Regulation of rat adrenal dopamine β-hydroxylase. II. Receptor interaction in the regulation of enzyme synthesis and degradation

Abstract

Rat adrenal gland dopamine beta-hydroxylase is under neuronal regulation from the splanchnic nerve and hormonal control via adrenal cortical glucocorticoids. The regulatory systems act in different ways; neuronal stimuli induce dopamine beta-hydroxylase synthesis while hormonal stimulation inhibits enzyme degradation. Despite these mechanistic differences, both systems require a normally innervated cholinergic receptor to exert their effect. The enzyme response to either neural stimulation or ACTH administration is blocked by splanchnic denervation.

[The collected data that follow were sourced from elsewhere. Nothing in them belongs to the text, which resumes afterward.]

//! Per-domain transport options and the layered per-attempt configuration.
//!
//! Options are keyed by destination domain and matched case-insensitively:
//! ```ron
//! {
//!     "test.example.com": (
//!         mx: "localhost",
//!         port: 2525,
//!     ),
//!     "partner.example.org": (
//!         auth: (user: "relay", pass: "secret"),
//!         require_tls: true,
//!     ),
//! }
//! ```

use std::collections::BTreeMap;

use serde::{Deserialize, Serialize, Serializer};

/// Port used when neither the domain options nor anything else names one.
pub const DEFAULT_SMTP_PORT: u16 = 25;

#[derive(Debug, Clone, Copy, Default, PartialEq, Eq, Serialize, Deserialize)]
#[serde(rename_all = "lowercase")]
pub enum AuthMechanism {
    #[default]
    Plain,
    Login,
}

#[derive(Debug, Clone, PartialEq, Eq, Serialize, Deserialize)]
pub struct Credentials {
    pub user: String,
    #[serde(serialize_with = "redact")]
    pub pass: String,
    #[serde(default)]
    pub mechanism: AuthMechanism,
}

impl Credentials {
    #[must_use]
    pub fn new(user: impl Into<String>, pass: impl Into<String>) -> Self {
        Self {
            user: user.into(),
            pass: pass.into(),
            mechanism: AuthMechanism::default(),
        }
    }
}

fn redact<T: ?Sized, S: Serializer>(_: &T, serializer: S) -> Result<S::Ok, S::Error> {
    serializer.serialize_str("<redacted>")
}

/// Connection options for one destination domain.
#[derive(Debug, Clone, Default, PartialEq, Eq, Serialize, Deserialize)]
pub struct DomainOptions {
    /// Deliver to this exchanger instead of the ones published in DNS.
    #[serde(default, skip_serializing_if = "Option::is_none")]
    pub mx: Option<String>,

    #[serde(default, skip_serializing_if = "Option::is_none")]
    pub port: Option<u16>,

    #[serde(default, skip_serializing_if = "Option::is_none")]
    pub auth: Option<Credentials>,

    /// Fail instead of falling back to plaintext when STARTTLS is unavailable.
    #[serde(default)]
    pub require_tls: bool,

    #[serde(default)]
    pub accept_invalid_certs: bool,

    /// Name announced in EHLO.
    #[serde(default, skip_serializing_if = "Option::is_none")]
    pub helo_name: Option<String>,
}

impl DomainOptions {
    #[must_use]
    pub fn mx(mut self, mx: impl Into<String>) -> Self {
        self.mx = Some(mx.into());
        self
    }

    #[must_use]
    pub const fn port(mut self, port: u16) -> Self {
        self.port = Some(port);
        self
    }

    #[must_use]
    pub fn auth(mut self, credentials: Credentials) -> Self {
        self.auth = Some(credentials);
        self
    }

    #[must_use]
    pub const fn require_tls(mut self, require: bool) -> Self {
        self.require_tls = require;
        self
    }
}

/// Domain → options.
#[derive(Debug, Clone, Default, PartialEq, Eq, Serialize, Deserialize)]
#[serde(transparent)]
pub struct TransportOptions {
    domains: BTreeMap<String, DomainOptions>,
}

impl TransportOptions {
    #[must_use]
    pub fn new() -> Self {
        Self::default()
    }

    /// Adds or replaces the options for `domain`.
    #[must_use]
    pub fn with(mut self, domain: impl Into<String>, options: DomainOptions) -> Self {
        self.insert(domain, options);
        self
    }

    pub fn insert(&mut self, domain: impl Into<String>, options: DomainOptions) {
        self.domains.insert(domain.into(), options);
    }

    /// Options for `domain`, ignoring ASCII case on both sides.
    #[must_use]
    pub fn for_domain(&self, domain: &str) -> Option<&DomainOptions> {
        self.domains
            .get(domain)
            .or_else(|| {
                self.domains
                    .iter()
                    .find(|(key, _)| key.eq_ignore_ascii_case(domain))
                    .map(|(_, options)| options)
            })
    }

    #[must_use]
    pub fn len(&self) -> usize {
        self.domains.len()
    }

    #[must_use]
    pub fn is_empty(&self) -> bool {
        self.domains.is_empty()
    }
}

/// Everything a transport needs for one send to one exchanger.
///
/// Built by layering, lowest precedence first: the built-in defaults, the
/// destination domain's [`DomainOptions`], and finally the exchanger being tried.
#[derive(Debug, Clone, PartialEq, Eq, Serialize)]
pub struct TransportConfig {
    pub host: String,
    pub port: u16,
    #[serde(skip_serializing_if = "Option::is_none")]
    pub auth: Option<Credentials>,
    pub require_tls: bool,
    pub accept_invalid_certs: bool,
    #[serde(skip_serializing_if = "Option::is_none")]
    pub helo_name: Option<String>,
}

impl TransportConfig {
    #[must_use]
    pub fn layered(options: &DomainOptions, host: impl Into<String>) -> Self {
        Self {
            host: host.into(),
            port: options.port.unwrap_or(DEFAULT_SMTP_PORT),
            auth: options.auth.clone(),
            require_tls: options.require_tls,
            accept_invalid_certs: options.accept_invalid_certs,
            helo_name: options.helo_name.clone(),
        }
    }
}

Glucocorticoid stimulation of dopamine beta-hydroxylase, however, can occur after adrenal denervation, suggesting that ACTH acts on a receptor which requires splanchnic innervation, but glucocorticoids act distal to the receptor. Similar results were obtained when the effect of these manipulations were studied on phenylethanolamine N-methyltransferase, another enzyme in the catecholamine biosynthetic pathway. A model attempting to unify these and earlier findings is presented, in which the splanchnic nerve is involved in regulating both adrenal cortical glucocorticoidogenesis (by allowing ACTH to act on glucocorticoid synthesis) and adrenal medullary catecholamine biosynthesis (by induction of enzyme synthesis.).